Material for the task:
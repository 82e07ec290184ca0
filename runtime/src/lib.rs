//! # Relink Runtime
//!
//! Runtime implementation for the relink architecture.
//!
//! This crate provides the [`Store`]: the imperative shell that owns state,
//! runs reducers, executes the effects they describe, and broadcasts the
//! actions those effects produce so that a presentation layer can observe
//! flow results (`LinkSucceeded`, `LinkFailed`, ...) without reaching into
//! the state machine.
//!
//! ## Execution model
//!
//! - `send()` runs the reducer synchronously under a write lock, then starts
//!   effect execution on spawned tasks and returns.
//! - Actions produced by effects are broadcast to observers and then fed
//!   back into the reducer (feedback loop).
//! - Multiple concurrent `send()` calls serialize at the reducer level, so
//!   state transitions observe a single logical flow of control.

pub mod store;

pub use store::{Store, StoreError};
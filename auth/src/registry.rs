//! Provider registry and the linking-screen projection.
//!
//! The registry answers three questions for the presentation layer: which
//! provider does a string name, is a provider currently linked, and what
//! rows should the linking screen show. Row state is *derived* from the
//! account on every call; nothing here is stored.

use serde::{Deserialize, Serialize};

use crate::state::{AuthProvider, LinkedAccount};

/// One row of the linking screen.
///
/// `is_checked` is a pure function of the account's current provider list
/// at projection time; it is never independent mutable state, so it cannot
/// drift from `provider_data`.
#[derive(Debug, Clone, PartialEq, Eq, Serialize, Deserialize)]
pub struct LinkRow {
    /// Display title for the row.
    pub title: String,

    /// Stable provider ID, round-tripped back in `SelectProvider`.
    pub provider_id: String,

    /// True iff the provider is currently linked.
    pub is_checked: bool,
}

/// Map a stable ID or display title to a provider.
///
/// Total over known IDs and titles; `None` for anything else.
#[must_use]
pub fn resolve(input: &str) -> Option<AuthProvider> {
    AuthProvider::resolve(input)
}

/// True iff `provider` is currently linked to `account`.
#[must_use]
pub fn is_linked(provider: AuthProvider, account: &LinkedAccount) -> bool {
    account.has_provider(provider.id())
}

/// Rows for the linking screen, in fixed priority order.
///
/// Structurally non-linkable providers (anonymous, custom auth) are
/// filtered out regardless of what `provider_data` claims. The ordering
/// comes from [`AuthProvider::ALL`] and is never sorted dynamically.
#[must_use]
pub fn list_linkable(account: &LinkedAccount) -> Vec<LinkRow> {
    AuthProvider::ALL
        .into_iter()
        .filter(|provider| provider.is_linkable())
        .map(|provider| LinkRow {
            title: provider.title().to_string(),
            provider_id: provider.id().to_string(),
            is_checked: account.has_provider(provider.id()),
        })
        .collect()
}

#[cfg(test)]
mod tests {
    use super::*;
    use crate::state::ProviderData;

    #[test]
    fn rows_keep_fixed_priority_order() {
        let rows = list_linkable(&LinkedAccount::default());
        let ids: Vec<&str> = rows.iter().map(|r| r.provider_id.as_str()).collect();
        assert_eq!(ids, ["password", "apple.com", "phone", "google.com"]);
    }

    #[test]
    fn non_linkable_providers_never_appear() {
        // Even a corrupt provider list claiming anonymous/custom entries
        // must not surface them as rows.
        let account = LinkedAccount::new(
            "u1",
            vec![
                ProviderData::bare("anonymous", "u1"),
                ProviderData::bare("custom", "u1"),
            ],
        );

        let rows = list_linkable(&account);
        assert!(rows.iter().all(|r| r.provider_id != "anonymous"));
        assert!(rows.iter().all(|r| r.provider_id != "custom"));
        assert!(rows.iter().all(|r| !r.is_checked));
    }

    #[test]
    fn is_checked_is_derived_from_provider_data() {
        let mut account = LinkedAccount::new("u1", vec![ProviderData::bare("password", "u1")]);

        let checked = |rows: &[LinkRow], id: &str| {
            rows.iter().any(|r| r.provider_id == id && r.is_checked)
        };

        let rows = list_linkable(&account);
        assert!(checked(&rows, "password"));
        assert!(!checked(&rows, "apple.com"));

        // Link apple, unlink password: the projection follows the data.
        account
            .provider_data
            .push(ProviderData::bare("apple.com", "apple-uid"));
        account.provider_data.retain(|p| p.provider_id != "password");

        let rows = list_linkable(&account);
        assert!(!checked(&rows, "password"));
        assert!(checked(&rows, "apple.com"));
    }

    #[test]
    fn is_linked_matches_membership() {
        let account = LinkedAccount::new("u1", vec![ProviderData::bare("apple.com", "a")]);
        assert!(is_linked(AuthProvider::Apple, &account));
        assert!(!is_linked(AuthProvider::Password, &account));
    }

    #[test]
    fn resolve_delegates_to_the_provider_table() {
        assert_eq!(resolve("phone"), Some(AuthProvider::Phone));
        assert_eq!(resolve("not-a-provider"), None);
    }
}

Prompt: In the answer, give the lines from the first line of the data through the line with "reducer (feedback loop).", exactly as they appear and with no additions.

Result:
repository 82e07ec290184ca0
filename runtime/src/lib.rs
//! # Relink Runtime
//!
//! Runtime implementation for the relink architecture.
//!
//! This crate provides the [`Store`]: the imperative shell that owns state,
//! runs reducers, executes the effects they describe, and broadcasts the
//! actions those effects produce so that a presentation layer can observe
//! flow results (`LinkSucceeded`, `LinkFailed`, ...) without reaching into
//! the state machine.
//!
//! ## Execution model
//!
//! - `send()` runs the reducer synchronously under a write lock, then starts
//!   effect execution on spawned tasks and returns.
//! - Actions produced by effects are broadcast to observers and then fed
//!   back into the reducer (feedback loop).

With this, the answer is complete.